Kakatiya ruler
- Reign: early 10th century CE
- Predecessor: Gunda III
- Successor: Gunda IV (grandson)
- Dynasty: Kakatiya
- Father: Gunda III

= Erra (Kakatiya dynasty) =

Erra or Eriya (fl. early 10th century) was a member of the Kakatiya dynasty of southern India. As a Rashtrakuta vassal, he appears to have ruled the Kurravadi (possibly present-day Kuravi) region, which was captured by the Rashtrakutas from the Chalukyas of Vengi.

== Life ==

Erra was a son of the Rashtrakuta commander Gunda III (died c. 895 CE). He is also called "Eriya Rashtrakuta" in Kakatiya inscriptions; "Eriya" probably refers to the chief's personal name, and "Rashtrakuta" refers to his office.

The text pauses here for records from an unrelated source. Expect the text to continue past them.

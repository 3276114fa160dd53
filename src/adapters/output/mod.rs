//! Output gateway adapters.
//!
//! - `console` - JSON lines on a writer, plain-text rendering
//! - `recording` - captures deliveries for tests

mod console;
mod recording;
mod render;

pub use console::ConsoleOutput;
pub use recording::{Delivery, RecordingOutput};
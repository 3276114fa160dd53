//! ShowWishlistHandler - sends the caller their own wishlist.

use crate::application::context::BotContext;
use crate::application::errors::HandlerResult;
use crate::application::handlers::guards::require_private;
use crate::application::message::Message;

/// Handler for `/get_wishlist`.
pub struct ShowWishlistHandler {
    ctx: BotContext,
}

impl ShowWishlistHandler {
    pub fn new(ctx: BotContext) -> Self {
        Self { ctx }
    }

    pub async fn handle(&self, message: &Message) -> HandlerResult {
        require_private(&message.chat)?;
        self.ctx
            .output
            .send_wishlist(message.chat.id, &message.from)
            .await?;
        Ok(None)
    }
}
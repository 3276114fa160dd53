//! Strongly-typed identifier value objects.
//!
//! Chat platforms hand out stable signed integer identities for users, chats
//! and messages. Each gets its own newtype so a user id can never be passed
//! where a chat id is expected.

use serde::{Deserialize, Serialize};
use std::fmt;
use std::str::FromStr;

/// Generates a transparent integer identifier newtype.
macro_rules! numeric_id {
    ($(#[$meta:meta])* $name:ident) => {
        $(#[$meta])*
        #[derive(Debug, Clone, Copy, PartialEq, Eq, Hash, PartialOrd, Ord, Serialize, Deserialize)]
        #[serde(transparent)]
        pub struct $name(i64);

        impl $name {
            /// Wraps a raw platform identifier.
            pub const fn new(value: i64) -> Self {
                Self(value)
            }

            /// Returns the raw platform identifier.
            pub const fn value(&self) -> i64 {
                self.0
            }
        }

        impl From<i64> for $name {
            fn from(value: i64) -> Self {
                Self(value)
            }
        }

        impl fmt::Display for $name {
            fn fmt(&self, f: &mut fmt::Formatter<'_>) -> fmt::Result {
                write!(f, "{}", self.0)
            }
        }

        impl FromStr for $name {
            type Err = std::num::ParseIntError;

            fn from_str(s: &str) -> Result<Self, Self::Err> {
                Ok(Self(s.parse()?))
            }
        }
    };
}

numeric_id!(
    /// Identity of a chat platform user.
    UserId
);

numeric_id!(
    /// Identity of a chat (group or one-to-one).
    ChatId
);

numeric_id!(
    /// Identity of a single message inside a chat.
    MessageId
);

numeric_id!(
    /// Identity of a Secret Santa event.
    ///
    /// Always equal to the owning chat's id, which is what limits a chat to
    /// one active event.
    EventId
);

impl EventId {
    /// Returns the id of the event that belongs to `chat`.
    pub const fn for_chat(chat: ChatId) -> Self {
        Self(chat.value())
    }

    /// Returns the chat this event belongs to.
    pub const fn chat_id(&self) -> ChatId {
        ChatId::new(self.0)
    }
}

/// Opaque identifier of a button click, used to answer that click.
#[derive(Debug, Clone, PartialEq, Eq, Hash, Serialize, Deserialize)]
#[serde(transparent)]
pub struct CallbackId(String);

impl CallbackId {
    pub fn new(id: impl Into<String>) -> Self {
        Self(id.into())
    }

    pub fn as_str(&self) -> &str {
        &self.0
    }
}

impl fmt::Display for CallbackId {
    fn fmt(&self, f: &mut fmt::Formatter<'_>) -> fmt::Result {
        write!(f, "{}", self.0)
    }
}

Erra's father participated in a Rashtrakuta invasion of Vengi, and was killed by Irimartiganda, the son of the Chalukya king Bhima I. According to the Bayyaram inscription, Erra ruled Kurravadi and surrounding region. The identity of this place is not certain, but it was probably present-day Kuravi in Telangana. The Kuravi (or Koravi) inscription suggests that the place was captured by Krishna II ("Kannara Ballaha") during the reign of the Chalukya king Bhima I, and later, the Mudugonda Chalukya chief Gonaga recaptured it with Bhima's help. Thus, it appears that the Rashtrakuta king captured the Kurravadi region and appointed Erra as his governor there.

According to the c. 956 CE Mangallu inscription Erra's son was Betiya. It appears that Betiya died prematurely or did not play a significant role in the family history for some other reason. Because of this, his name is omitted in the Bayyaram inscription. Erra seems to have been succeeded by his grandson Gunda IV.